AVAILABLE DATA Start Marker

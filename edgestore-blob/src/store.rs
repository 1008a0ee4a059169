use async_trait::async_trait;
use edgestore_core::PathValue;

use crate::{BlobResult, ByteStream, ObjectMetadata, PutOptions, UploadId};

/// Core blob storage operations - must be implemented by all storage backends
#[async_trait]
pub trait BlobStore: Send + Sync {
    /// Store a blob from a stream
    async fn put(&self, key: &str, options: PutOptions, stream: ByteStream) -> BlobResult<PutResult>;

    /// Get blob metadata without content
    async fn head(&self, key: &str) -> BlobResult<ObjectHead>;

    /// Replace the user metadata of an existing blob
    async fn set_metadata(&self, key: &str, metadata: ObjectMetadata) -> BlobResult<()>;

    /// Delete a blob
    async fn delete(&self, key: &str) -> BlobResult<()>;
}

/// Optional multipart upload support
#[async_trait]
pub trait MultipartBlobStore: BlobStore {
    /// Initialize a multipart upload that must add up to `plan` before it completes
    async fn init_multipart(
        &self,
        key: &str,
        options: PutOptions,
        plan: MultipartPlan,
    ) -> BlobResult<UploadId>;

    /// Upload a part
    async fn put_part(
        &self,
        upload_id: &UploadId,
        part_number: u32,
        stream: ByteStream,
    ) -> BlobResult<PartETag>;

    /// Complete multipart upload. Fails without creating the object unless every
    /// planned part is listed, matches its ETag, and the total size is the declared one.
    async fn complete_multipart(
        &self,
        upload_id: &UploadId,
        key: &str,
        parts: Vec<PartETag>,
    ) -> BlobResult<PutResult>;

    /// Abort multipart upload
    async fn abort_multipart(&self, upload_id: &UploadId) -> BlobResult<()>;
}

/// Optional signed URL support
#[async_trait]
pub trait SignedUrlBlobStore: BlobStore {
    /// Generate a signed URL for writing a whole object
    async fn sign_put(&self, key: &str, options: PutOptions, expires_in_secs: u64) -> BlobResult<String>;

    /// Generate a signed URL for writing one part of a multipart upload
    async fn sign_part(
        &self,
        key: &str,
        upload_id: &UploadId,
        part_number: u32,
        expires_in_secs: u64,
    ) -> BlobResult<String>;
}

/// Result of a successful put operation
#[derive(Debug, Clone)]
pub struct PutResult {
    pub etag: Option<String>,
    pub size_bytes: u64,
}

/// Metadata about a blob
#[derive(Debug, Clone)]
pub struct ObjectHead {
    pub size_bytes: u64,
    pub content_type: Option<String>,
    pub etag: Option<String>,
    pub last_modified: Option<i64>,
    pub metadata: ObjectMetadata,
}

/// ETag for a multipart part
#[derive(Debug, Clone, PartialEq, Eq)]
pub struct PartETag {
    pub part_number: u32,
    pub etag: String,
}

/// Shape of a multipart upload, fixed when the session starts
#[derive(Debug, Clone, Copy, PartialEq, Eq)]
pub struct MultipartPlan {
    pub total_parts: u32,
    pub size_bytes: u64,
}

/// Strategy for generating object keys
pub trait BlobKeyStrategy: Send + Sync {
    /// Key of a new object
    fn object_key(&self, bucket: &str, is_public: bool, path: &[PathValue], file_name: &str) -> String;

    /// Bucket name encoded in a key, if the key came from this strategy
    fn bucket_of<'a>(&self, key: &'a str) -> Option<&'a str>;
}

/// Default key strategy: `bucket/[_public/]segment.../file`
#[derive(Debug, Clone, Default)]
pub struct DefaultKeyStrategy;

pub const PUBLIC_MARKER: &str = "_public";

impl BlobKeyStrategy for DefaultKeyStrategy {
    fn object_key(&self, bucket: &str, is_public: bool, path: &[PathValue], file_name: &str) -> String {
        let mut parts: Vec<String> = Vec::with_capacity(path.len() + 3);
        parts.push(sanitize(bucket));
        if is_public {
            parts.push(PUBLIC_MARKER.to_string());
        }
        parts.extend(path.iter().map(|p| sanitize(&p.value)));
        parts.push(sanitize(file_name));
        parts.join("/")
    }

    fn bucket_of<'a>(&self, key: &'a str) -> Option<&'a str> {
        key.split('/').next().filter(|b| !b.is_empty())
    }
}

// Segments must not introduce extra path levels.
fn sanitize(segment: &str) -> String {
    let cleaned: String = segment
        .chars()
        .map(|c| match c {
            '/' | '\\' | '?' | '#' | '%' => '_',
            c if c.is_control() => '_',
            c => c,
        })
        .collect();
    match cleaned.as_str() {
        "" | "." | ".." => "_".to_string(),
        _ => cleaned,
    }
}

AVAILABLE DATA End Marker

> [PROBLEM STATEMENT]: Your answer must be a copy of every line in the data above that holds the string "support".

> [EXERCISE RESULT]:
/// Optional multipart upload support
/// Optional signed URL support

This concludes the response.